# Needing some guidance..



## ChristineT (Aug 30, 2018)

Not sure what to do ... 

I have been married to my husband for almost 13 years; and for the past 4+ months I’ve been in a SEXLESS Marriage!! In my head telling myself I’m crazy because who fights over not having sex? Is this something to really be worried about?

Now let me explain our relationship.. 

The first couple of years of our marriage we experienced with the whole “Swingers Lifestyle” - I am a bisexual female (which I told him from the beginning of our relationship) but then I find out he is “bi-curious” - but oral only.. Ok, no big deal I can handle that.. 

The whole swinging thing is amazing! We have lots of fun and I even felt so much closer to my husband! We were open about everything - we were each other’s ride or die basically! 

Fast forward a bit - Present day, he has had 10 hernia repair surgeries due to complications from the mesh they used.. Also, I (Wife) feel like I’m in my “prime“ and I want to have sex ALL THE TIME!! I can’t help this, I can’t stop it - it’s just my sex drive is insane! (I had a partial hysterectomy at 22 - so present day it’s been 11 years with NO period and can’t get pregnant) 

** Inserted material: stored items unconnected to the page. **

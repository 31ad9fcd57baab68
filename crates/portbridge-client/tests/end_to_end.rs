//! Full client ↔ relay ↔ service loops over the in-memory relay transport

use portbridge_agent::ServiceAgent;
use portbridge_client::{PortForwarder, PortMapping};
use portbridge_transport::{
    memory_relay, RelayConnector, RelayStream, TransportError,
};
use std::net::SocketAddr;
use std::sync::{Arc, Mutex};
use tokio::io::{AsyncReadExt, AsyncWriteExt};
use tokio::net::{TcpListener, TcpStream};

/// TCP echo server; returns its bound address
async fn spawn_echo() -> SocketAddr {
    let listener = TcpListener::bind("127.0.0.1:0").await.unwrap();
    let addr = listener.local_addr().unwrap();
    tokio::spawn(async move {
        loop {
            let Ok((mut socket, _)) = listener.accept().await else {
                break;
            };
            tokio::spawn(async move {
                let mut buf = vec![0u8; 64 * 1024];
                loop {
                    match socket.read(&mut buf).await {
                        Ok(0) | Err(_) => break,
                        Ok(n) => {
                            if socket.write_all(&buf[..n]).await.is_err() {
                                break;
                            }
                        }
                    }
                }
            });
        }
    });
    addr
}

fn mapping(echo: SocketAddr, allowed_sources: &[&str], ttl_secs: u64) -> PortMapping {
    PortMapping {
        local_port: 0,
        bind_address: "127.0.0.1".parse().unwrap(),
        entity_path: "echo-tunnel".to_string(),
        remote_configuration_key: i32::from(echo.port()),
        allowed_sources: allowed_sources.iter().map(|s| s.to_string()).collect(),
        relay_channel_count: 1,
        relay_connection_ttl_secs: ttl_secs,
    }
}

fn endpoint_metadata(echo: SocketAddr) -> String {
    format!(r#"[{{"key":"endpoint","value":"{}:*"}}]"#, echo.ip())
}

/// Spin up agent + forwarder over a fresh memory relay; returns the
/// forwarder's bound address plus handles for teardown
async fn bridge(
    echo: SocketAddr,
    allowed_sources: &[&str],
) -> (SocketAddr, PortForwarder, Arc<ServiceAgent>) {
    let (connector, listener) = memory_relay(endpoint_metadata(echo));
    let agent = ServiceAgent::new(Arc::new(listener)).unwrap();
    {
        let agent = agent.clone();
        tokio::spawn(async move { agent.run().await });
    }

    let forwarder = PortForwarder::new(mapping(echo, allowed_sources, 300), Arc::new(connector)).unwrap();
    let addr = forwarder.start().await.unwrap();
    (addr, forwarder, agent)
}

#[tokio::test]
async fn test_echo_round_trip() {
    let echo = spawn_echo().await;
    let (addr, forwarder, agent) = bridge(echo, &[]).await;

    let mut client = TcpStream::connect(addr).await.unwrap();
    client.write_all(b"Hello").await.unwrap();
    let mut buf = [0u8; 5];
    client.read_exact(&mut buf).await.unwrap();
    assert_eq!(&buf, b"Hello");

    forwarder.stop().await;
    agent.shutdown().await;
}

#[tokio::test]
async fn test_large_payload_chunking_with_sibling_connections() {
    let echo = spawn_echo().await;
    let (addr, forwarder, agent) = bridge(echo, &[]).await;

    // A sibling connection chatting while the big transfer runs.
    let sibling = tokio::spawn(async move {
        let mut socket = TcpStream::connect(addr).await.unwrap();
        for n in 0..20u8 {
            let msg = [n; 100];
            socket.write_all(&msg).await.unwrap();
            let mut buf = [0u8; 100];
            socket.read_exact(&mut buf).await.unwrap();
            assert_eq!(buf, msg);
        }
    });

    // 500 KB: far past one frame's 65535-byte payload cap, so it must be
    // split and reassembled byte-identically.
    let payload: Vec<u8> = (0..500_000u32).map(|i| (i % 251) as u8).collect();
    let mut client = TcpStream::connect(addr).await.unwrap();
    let (mut read_half, mut write_half) = client.split();

    // Write and read concurrently so the echoed bytes never back up the pipe.
    let write = async {
        write_half.write_all(&payload).await.unwrap();
    };
    let read = async {
        let mut received = vec![0u8; payload.len()];
        read_half.read_exact(&mut received).await.unwrap();
        received
    };
    let (_, received) = tokio::join!(write, read);
    assert_eq!(received, payload);

    sibling.await.unwrap();
    forwarder.stop().await;
    agent.shutdown().await;
}

#[tokio::test]
async fn test_firewall_rejects_unlisted_source() {
    let echo = spawn_echo().await;
    // 127.0.0.1 is not inside the admitted range.
    let (addr, forwarder, agent) = bridge(echo, &["10.0.0.1-10.0.0.50"]).await;

    let mut client = TcpStream::connect(addr).await.unwrap();
    // The connection is closed immediately without any bytes exchanged.
    let mut buf = [0u8; 1];
    let n = client.read(&mut buf).await.unwrap_or(0);
    assert_eq!(n, 0);

    forwarder.stop().await;
    agent.shutdown().await;
}

#[tokio::test]
async fn test_firewall_admits_listed_source() {
    let echo = spawn_echo().await;
    let (addr, forwarder, agent) = bridge(echo, &["127.0.0.1"]).await;

    let mut client = TcpStream::connect(addr).await.unwrap();
    client.write_all(b"ok").await.unwrap();
    let mut buf = [0u8; 2];
    client.read_exact(&mut buf).await.unwrap();
    assert_eq!(&buf, b"ok");

    forwarder.stop().await;
    agent.shutdown().await;
}

#[tokio::test]
async fn test_service_refuses_port_not_in_allowlist() {
    let echo = spawn_echo().await;
    // The listener only allows a port the client is not asking for.
    let metadata = format!(
        r#"[{{"key":"endpoint","value":"{}:1"}}]"#,
        echo.ip()
    );
    let (connector, listener) = memory_relay(metadata);
    let agent = ServiceAgent::new(Arc::new(listener)).unwrap();
    {
        let agent = agent.clone();
        tokio::spawn(async move { agent.run().await });
    }

    let forwarder = PortForwarder::new(mapping(echo, &[], 300), Arc::new(connector)).unwrap();
    let addr = forwarder.start().await.unwrap();

    let mut client = TcpStream::connect(addr).await.unwrap();
    client.write_all(b"anyone there?").await.unwrap();
    // The service closes the relay stream after the preamble; the tunnel
    // collapses and the local connection with it.
    let mut buf = [0u8; 1];
    let n = client.read(&mut buf).await.unwrap_or(0);
    assert_eq!(n, 0);
    assert_eq!(agent.active_tunnels(), 0);

    forwarder.stop().await;
    agent.shutdown().await;
}

/// Connector whose inner relay can be swapped, simulating the relay
/// routing to a restarted service agent
struct SwappableConnector {
    inner: Mutex<Arc<dyn RelayConnector>>,
}

impl SwappableConnector {
    fn new(inner: Arc<dyn RelayConnector>) -> Arc<Self> {
        Arc::new(Self {
            inner: Mutex::new(inner),
        })
    }

    fn swap(&self, inner: Arc<dyn RelayConnector>) {
        *self.inner.lock().unwrap() = inner;
    }
}

#[async_trait::async_trait]
impl RelayConnector for SwappableConnector {
    async fn open(&self, entity_path: &str) -> Result<RelayStream, TransportError> {
        let inner = self.inner.lock().unwrap().clone();
        inner.open(entity_path).await
    }
}

#[tokio::test]
async fn test_service_agent_restart_recovers_without_client_restart() {
    let echo = spawn_echo().await;

    let (connector1, listener1) = memory_relay(endpoint_metadata(echo));
    let agent1 = ServiceAgent::new(Arc::new(listener1)).unwrap();
    {
        let agent = agent1.clone();
        tokio::spawn(async move { agent.run().await });
    }

    let connector = SwappableConnector::new(Arc::new(connector1));
    let relay: Arc<dyn RelayConnector> = connector.clone();
    let forwarder = PortForwarder::new(mapping(echo, &[], 300), relay).unwrap();
    let addr = forwarder.start().await.unwrap();

    // Healthy before the restart.
    let mut client = TcpStream::connect(addr).await.unwrap();
    client.write_all(b"before").await.unwrap();
    let mut buf = [0u8; 6];
    client.read_exact(&mut buf).await.unwrap();
    assert_eq!(&buf, b"before");

    // Stop the service agent: the in-flight connection fails once.
    agent1.shutdown().await;
    let mut end = [0u8; 1];
    let n = client.read(&mut end).await.unwrap_or(0);
    assert_eq!(n, 0);

    // Bring up a fresh agent behind the same relay address.
    let (connector2, listener2) = memory_relay(endpoint_metadata(echo));
    let agent2 = ServiceAgent::new(Arc::new(listener2)).unwrap();
    {
        let agent = agent2.clone();
        tokio::spawn(async move { agent.run().await });
    }
    connector.swap(Arc::new(connector2));

    // The pool rotates out the dead tunnel; a new request succeeds without
    // restarting the client.
    let mut client = TcpStream::connect(addr).await.unwrap();
    client.write_all(b"after").await.unwrap();
    let mut buf = [0u8; 5];
    client.read_exact(&mut buf).await.unwrap();
    assert_eq!(&buf, b"after");

    forwarder.stop().await;
    agent2.shutdown().await;
}
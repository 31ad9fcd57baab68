//! Plain-TCP relay transport
//!
//! A development/test stand-in for a cloud relay: the connector opens a TCP
//! connection and sends one authorization line, the listener verifies the
//! token and answers with a single status line before the stream is handed
//! to the engine. Transport security is out of scope here, exactly as it is
//! for the real relay (the underlying transport provides it).

use crate::{RelayConnector, RelayListener, RelayStream, TransportError};
use async_trait::async_trait;
use portbridge_proto::PROTOCOL_VERSION;
use std::net::SocketAddr;
use tokio::io::{AsyncReadExt, AsyncWriteExt};
use tokio::net::{TcpListener, TcpStream};
use tracing::{debug, warn};

const HANDSHAKE_OK: &str = "OK";
const HANDSHAKE_DENY: &str = "DENY";
const MAX_HANDSHAKE_LINE: usize = 1024;

/// Handshake line prefix carrying the protocol version; both sides must
/// agree on it before any stream data flows
fn handshake_prefix() -> String {
    format!("PORTBRIDGE/{}", PROTOCOL_VERSION)
}

/// Read one `\n`-terminated line without buffering past it
async fn read_line(stream: &mut TcpStream) -> Result<String, TransportError> {
    let mut line = Vec::new();
    let mut byte = [0u8; 1];
    loop {
        let n = stream.read(&mut byte).await?;
        if n == 0 {
            return Err(TransportError::Handshake(
                "stream closed during handshake".to_string(),
            ));
        }
        if byte[0] == b'\n' {
            break;
        }
        line.push(byte[0]);
        if line.len() > MAX_HANDSHAKE_LINE {
            return Err(TransportError::Handshake("handshake line too long".to_string()));
        }
    }
    String::from_utf8(line).map_err(|_| TransportError::Handshake("non-UTF8 handshake".to_string()))
}

/// Dial-side TCP relay
pub struct TcpRelayConnector {
    relay_addr: String,
    token: String,
}

impl TcpRelayConnector {
    pub fn new(relay_addr: impl Into<String>, token: impl Into<String>) -> Self {
        Self {
            relay_addr: relay_addr.into(),
            token: token.into(),
        }
    }
}

#[async_trait]
impl RelayConnector for TcpRelayConnector {
    async fn open(&self, entity_path: &str) -> Result<RelayStream, TransportError> {
        let mut stream = TcpStream::connect(&self.relay_addr).await?;
        stream.set_nodelay(true)?;

        let request = format!("{} {} {}\n", handshake_prefix(), self.token, entity_path);
        stream.write_all(request.as_bytes()).await?;

        let response = read_line(&mut stream).await?;
        if response != HANDSHAKE_OK {
            return Err(TransportError::AuthorizationRejected(response));
        }

        debug!(relay = %self.relay_addr, entity_path, "relay stream opened");
        Ok(Box::new(stream))
    }
}

/// Accept-side TCP relay listener
pub struct TcpRelayListener {
    listener: TcpListener,
    token: String,
    metadata: String,
}

impl TcpRelayListener {
    /// Bind the listener and fix its user metadata document
    pub async fn bind(
        addr: SocketAddr,
        token: impl Into<String>,
        metadata: impl Into<String>,
    ) -> Result<Self, TransportError> {
        let listener = TcpListener::bind(addr).await?;
        Ok(Self {
            listener,
            token: token.into(),
            metadata: metadata.into(),
        })
    }

    pub fn local_addr(&self) -> Result<SocketAddr, TransportError> {
        Ok(self.listener.local_addr()?)
    }

    /// Run the authorization exchange for one accepted connection
    async fn authorize(&self, stream: &mut TcpStream) -> Result<(), TransportError> {
        let line = read_line(stream).await?;
        let mut parts = line.split_whitespace();
        let prefix = parts.next().unwrap_or_default();
        let token = parts.next().unwrap_or_default();

        if prefix != handshake_prefix() {
            return Err(TransportError::Handshake(format!(
                "unexpected handshake prefix '{}'",
                prefix
            )));
        }
        if token != self.token {
            stream
                .write_all(format!("{}\n", HANDSHAKE_DENY).as_bytes())
                .await?;
            return Err(TransportError::AuthorizationRejected(
                "token mismatch".to_string(),
            ));
        }

        stream
            .write_all(format!("{}\n", HANDSHAKE_OK).as_bytes())
            .await?;
        Ok(())
    }
}

#[async_trait]
impl RelayListener for TcpRelayListener {
    fn metadata(&self) -> &str {
        &self.metadata
    }

    async fn accept(&self) -> Result<RelayStream, TransportError> {
        // A failed handshake drops that one connection, never the listener.
        loop {
            let (mut stream, peer) = self.listener.accept().await?;
            stream.set_nodelay(true)?;
            match self.authorize(&mut stream).await {
                Ok(()) => {
                    debug!(%peer, "relay stream accepted");
                    return Ok(Box::new(stream));
                }
                Err(e) => {
                    warn!(%peer, error = %e, "rejected relay connection");
                }
            }
        }
    }
}
//! Portbridge tunneling engine
//!
//! The multiplexing core: data channels on both ends of a tunnel, the
//! per-connection frame queue, the frame dispatcher, the uplink/downlink
//! pumps, the relay tunnel lifecycle, and the rotating tunnel pool.
//!
//! One relay stream carries many logical TCP connections as frames tagged
//! with a [`ConnectionId`](portbridge_proto::ConnectionId). Per-connection
//! delivery is strictly FIFO; different connections interleave arbitrarily
//! on the stream.

pub mod dispatcher;
pub mod error;
pub mod frame_queue;
pub mod local_channel;
pub mod metrics;
pub mod pool;
pub mod pump;
pub mod relay_channel;
pub mod tunnel;

pub use dispatcher::{CorrelationCallback, FrameDispatcher};
pub use error::EngineError;
pub use frame_queue::{CompletionCallback, FrameQueue, FrameSink};
pub use local_channel::{LocalChannelFactory, LocalDataChannel, TcpChannelFactory};
pub use metrics::{ChannelMetrics, MetricsSnapshot};
pub use pool::{TunnelFactory, TunnelPool};
pub use pump::{DownlinkPump, UplinkPump};
pub use relay_channel::RelayDataChannel;
pub use tunnel::RelayTunnel;
//! Relay data channel
//!
//! Wraps one relay byte stream. Reads are single-consumer (only the
//! downlink pump). Writes are shared by every uplink pump on the tunnel
//! and serialized behind a channel-scoped lock: the relay stream has no
//! atomic multi-segment write, so two interleaved writers would corrupt
//! the framing.

use crate::error::EngineError;
use crate::metrics::ChannelMetrics;
use portbridge_proto::{
    read_frame, stamp_frame_header, ConnectionId, Frame, TunnelPreamble, FRAME_HEADER_SIZE,
    MAX_FRAME_SIZE,
};
use portbridge_transport::RelayStream;
use std::sync::Arc;
use tokio::io::{AsyncWriteExt, ReadHalf, WriteHalf};
use tokio::sync::Mutex;

/// One relay stream, split for a single reader and serialized writers
pub struct RelayDataChannel {
    reader: Mutex<ReadHalf<RelayStream>>,
    writer: Mutex<WriteHalf<RelayStream>>,
    metrics: ChannelMetrics,
}

impl RelayDataChannel {
    pub fn new(stream: RelayStream) -> Arc<Self> {
        let (reader, writer) = tokio::io::split(stream);
        Arc::new(Self {
            reader: Mutex::new(reader),
            writer: Mutex::new(writer),
            metrics: ChannelMetrics::new(),
        })
    }

    pub fn metrics(&self) -> &ChannelMetrics {
        &self.metrics
    }

    /// Send the tunnel preamble; called once, before any frame
    pub async fn write_preamble(&self, preamble: &TunnelPreamble) -> Result<(), EngineError> {
        let mut writer = self.writer.lock().await;
        preamble.write_to(&mut *writer).await.map_err(|e| {
            self.metrics.record_failure();
            EngineError::from(e)
        })
    }

    /// Read the next frame; `None` means the relay stream closed cleanly
    pub async fn read_frame(&self) -> Result<Option<Frame>, EngineError> {
        let mut reader = self.reader.lock().await;
        match read_frame(&mut *reader).await {
            Ok(Some(frame)) => {
                self.metrics.record_read(frame.size());
                Ok(Some(frame))
            }
            Ok(None) => Ok(None),
            Err(e) => {
                self.metrics.record_failure();
                Err(e.into())
            }
        }
    }

    /// Write one frame whose payload already sits in `buf` after
    /// [`FRAME_HEADER_SIZE`] reserved bytes. The header is stamped into the
    /// reserved space and header + payload go out as a single locked write.
    pub async fn write_frame(
        &self,
        connection_id: ConnectionId,
        buf: &mut [u8],
        len: usize,
    ) -> Result<(), EngineError> {
        debug_assert!(buf.len() >= FRAME_HEADER_SIZE + len);
        if len > MAX_FRAME_SIZE {
            return Err(EngineError::Codec(
                portbridge_proto::CodecError::PayloadTooLarge(len),
            ));
        }
        stamp_frame_header(buf, connection_id, len as u16);

        let mut writer = self.writer.lock().await;
        let result = async {
            writer.write_all(&buf[..FRAME_HEADER_SIZE + len]).await?;
            writer.flush().await
        }
        .await;
        match result {
            Ok(()) => {
                self.metrics.record_write(len);
                Ok(())
            }
            Err(e) => {
                self.metrics.record_failure();
                Err(e.into())
            }
        }
    }

    /// Send the zero-size close sentinel for a connection
    pub async fn write_sentinel(&self, connection_id: ConnectionId) -> Result<(), EngineError> {
        let header = Frame::sentinel(connection_id).encode();
        let mut writer = self.writer.lock().await;
        let result = async {
            writer.write_all(&header).await?;
            writer.flush().await
        }
        .await;
        match result {
            Ok(()) => {
                self.metrics.record_write(0);
                Ok(())
            }
            Err(e) => {
                self.metrics.record_failure();
                Err(e.into())
            }
        }
    }

    /// Close the write side; the peer's reader then sees a clean end
    pub async fn shutdown(&self) {
        let _ = self.writer.lock().await.shutdown().await;
    }
}

#[cfg(test)]
mod tests {
    use super::*;
    use tokio::io::AsyncReadExt;

    fn channel_pair() -> (Arc<RelayDataChannel>, Arc<RelayDataChannel>) {
        let (near, far) = tokio::io::duplex(256 * 1024);
        (
            RelayDataChannel::new(Box::new(near)),
            RelayDataChannel::new(Box::new(far)),
        )
    }

    #[tokio::test]
    async fn test_frame_roundtrip_over_channel() {
        let (near, far) = channel_pair();
        let id = ConnectionId::new();

        let mut buf = vec![0u8; FRAME_HEADER_SIZE + 5];
        buf[FRAME_HEADER_SIZE..].copy_from_slice(b"hello");
        near.write_frame(id, &mut buf, 5).await.unwrap();

        let frame = far.read_frame().await.unwrap().unwrap();
        assert_eq!(frame.connection_id, id);
        assert_eq!(frame.payload.as_ref(), b"hello");
    }

    #[tokio::test]
    async fn test_sentinel_roundtrip_over_channel() {
        let (near, far) = channel_pair();
        let id = ConnectionId::new();

        near.write_sentinel(id).await.unwrap();
        let frame = far.read_frame().await.unwrap().unwrap();
        assert!(frame.is_sentinel());
        assert_eq!(frame.connection_id, id);
    }

    #[tokio::test]
    async fn test_clean_close_reads_none() {
        let (near, far) = channel_pair();
        near.shutdown().await;
        let frame = far.read_frame().await.unwrap();
        assert!(frame.is_none());
    }

    #[tokio::test]
    async fn test_concurrent_writers_never_interleave() {
        let (near, far) = channel_pair();

        // Many writers, distinct ids, recognizable payloads.
        let mut tasks = Vec::new();
        for n in 0..20u8 {
            let near = near.clone();
            tasks.push(tokio::spawn(async move {
                let id = ConnectionId::new();
                let payload = vec![n; 1000];
                for _ in 0..5 {
                    let mut buf = vec![0u8; FRAME_HEADER_SIZE + payload.len()];
                    buf[FRAME_HEADER_SIZE..].copy_from_slice(&payload);
                    near.write_frame(id, &mut buf, payload.len()).await.unwrap();
                }
                (id, n)
            }));
        }

        let reader = tokio::spawn(async move {
            let mut frames = Vec::new();
            for _ in 0..100 {
                frames.push(far.read_frame().await.unwrap().unwrap());
            }
            frames
        });

        let mut expected = std::collections::HashMap::new();
        for task in tasks {
            let (id, n) = task.await.unwrap();
            expected.insert(id, n);
        }
        // Every frame must decode intact: right size, uniform payload
        // matching its writer's byte.
        for frame in reader.await.unwrap() {
            let n = expected[&frame.connection_id];
            assert_eq!(frame.size(), 1000);
            assert!(frame.payload.iter().all(|&b| b == n));
        }
    }

    #[tokio::test]
    async fn test_preamble_then_frames() {
        let (near, mut far_raw) = tokio::io::duplex(64 * 1024);
        let near = RelayDataChannel::new(Box::new(near));

        near.write_preamble(&TunnelPreamble::new(5011)).await.unwrap();
        let id = ConnectionId::new();
        near.write_sentinel(id).await.unwrap();

        let preamble = TunnelPreamble::read_from(&mut far_raw).await.unwrap();
        assert_eq!(preamble.configuration_key, 5011);
        let frame = read_frame(&mut far_raw).await.unwrap().unwrap();
        assert!(frame.is_sentinel());
    }

    #[tokio::test]
    async fn test_oversized_payload_rejected() {
        let (near, _far) = channel_pair();
        let mut buf = vec![0u8; FRAME_HEADER_SIZE + MAX_FRAME_SIZE + 1];
        let result = near
            .write_frame(ConnectionId::new(), &mut buf, MAX_FRAME_SIZE + 1)
            .await;
        assert!(result.is_err());
    }
}
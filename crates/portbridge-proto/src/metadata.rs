//! Relay listener metadata
//!
//! The service-side agent reads relay-supplied user metadata once, when its
//! relay listener opens. The metadata is a JSON array of key/value entries;
//! the `endpoint` entry carries `"<host>:<allowed-ports>"` where
//! allowed-ports is `*` or a comma-separated list. The agent validates each
//! tunnel preamble's configuration key against the allowed ports before
//! dialing out.

use serde::{Deserialize, Serialize};
use thiserror::Error;

/// Metadata parse errors; all are configuration errors fatal at listener open
#[derive(Debug, Error)]
pub enum MetadataError {
    #[error("metadata is not a JSON entry array: {0}")]
    InvalidDocument(#[from] serde_json::Error),

    #[error("metadata has no 'endpoint' entry")]
    MissingEndpoint,

    #[error("malformed endpoint value '{0}', expected '<host>:<ports>'")]
    MalformedEndpoint(String),

    #[error("unparseable port '{0}' in endpoint value")]
    InvalidPort(String),
}

#[derive(Debug, Serialize, Deserialize)]
struct MetadataEntry {
    key: String,
    value: String,
}

/// The set of target ports a service listener will tunnel to
#[derive(Debug, Clone, PartialEq, Eq)]
pub enum PortSet {
    /// `*`: any port
    Any,
    /// Explicit comma-separated list
    List(Vec<u16>),
}

impl PortSet {
    pub fn allows(&self, port: u16) -> bool {
        match self {
            PortSet::Any => true,
            PortSet::List(ports) => ports.contains(&port),
        }
    }
}

/// Parsed `endpoint` metadata for one service-side relay listener
#[derive(Debug, Clone, PartialEq, Eq)]
pub struct EndpointMetadata {
    /// Host the service agent dials for each new logical connection
    pub target_host: String,
    /// Ports the agent is willing to dial
    pub allowed_ports: PortSet,
}

impl EndpointMetadata {
    /// Parse the listener's raw user metadata document
    pub fn parse(raw: &str) -> Result<Self, MetadataError> {
        let entries: Vec<MetadataEntry> = serde_json::from_str(raw)?;
        let endpoint = entries
            .iter()
            .find(|entry| entry.key.eq_ignore_ascii_case("endpoint"))
            .ok_or(MetadataError::MissingEndpoint)?;
        Self::parse_endpoint_value(&endpoint.value)
    }

    /// Parse an endpoint value `"<host>:<allowed-ports>"`
    pub fn parse_endpoint_value(value: &str) -> Result<Self, MetadataError> {
        let (host, ports) = value
            .rsplit_once(':')
            .ok_or_else(|| MetadataError::MalformedEndpoint(value.to_string()))?;
        if host.is_empty() {
            return Err(MetadataError::MalformedEndpoint(value.to_string()));
        }

        let allowed_ports = if ports.trim() == "*" {
            PortSet::Any
        } else {
            let mut list = Vec::new();
            for part in ports.split(',') {
                let port = part
                    .trim()
                    .parse::<u16>()
                    .map_err(|_| MetadataError::InvalidPort(part.trim().to_string()))?;
                list.push(port);
            }
            PortSet::List(list)
        };

        Ok(Self {
            target_host: host.to_string(),
            allowed_ports,
        })
    }

    /// Render a metadata document for this endpoint (used by listeners that
    /// publish their own metadata, and by tests)
    pub fn to_document(&self) -> String {
        let ports = match &self.allowed_ports {
            PortSet::Any => "*".to_string(),
            PortSet::List(ports) => ports
                .iter()
                .map(|p| p.to_string())
                .collect::<Vec<_>>()
                .join(","),
        };
        let entries = vec![MetadataEntry {
            key: "endpoint".to_string(),
            value: format!("{}:{}", self.target_host, ports),
        }];
        serde_json::to_string(&entries).expect("metadata document serializes")
    }
}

Now, remember the past 4+ months there has been NO Sex, NO intimacy, NO nothing - he would much rather watch gay porn and masterbate in the shower than to have sex with his wife! Finally, I feel like I need to ask him - Are you gay? Well his response is below: 











After breaking down - I re-read this and honestly feel like this is a bull**** excuse and he isn’t really telling me the truth.. 

So of course after fighting back and forth and VERY hurtful words are said.. I finally tell him I’m DONE .. Of course - that doesn’t matter - he then tells me that he isn’t leaving, he doesn’t care that we aren’t having sex, and to sum it up - I’m a stuck *****.. 

So, during this conversation that he tells me I’m basically “stuck” because he’s gonna “try to work on it” He says he doesn’t “live in the moment” he lives 5, 10 years from now (so basically he’s stressing about bills and etc) Well then I tell him, OK.. I won’t MENTION sex, I won’t ASK for sex, or even TALK about anything sexual related! (P.S. I do not even change my clothes in front of him anymore)

I know **** doesn’t change overnight, I know I have to practice being more patient I know that I’m the dumb ass that decided to stay and do it “his way” - but I am dying inside.. every chance I get alone I cry my eyes out! I am so miserable and I can’t say a freaking thing!!!

Any advice or guidance would be appreciated?!?!?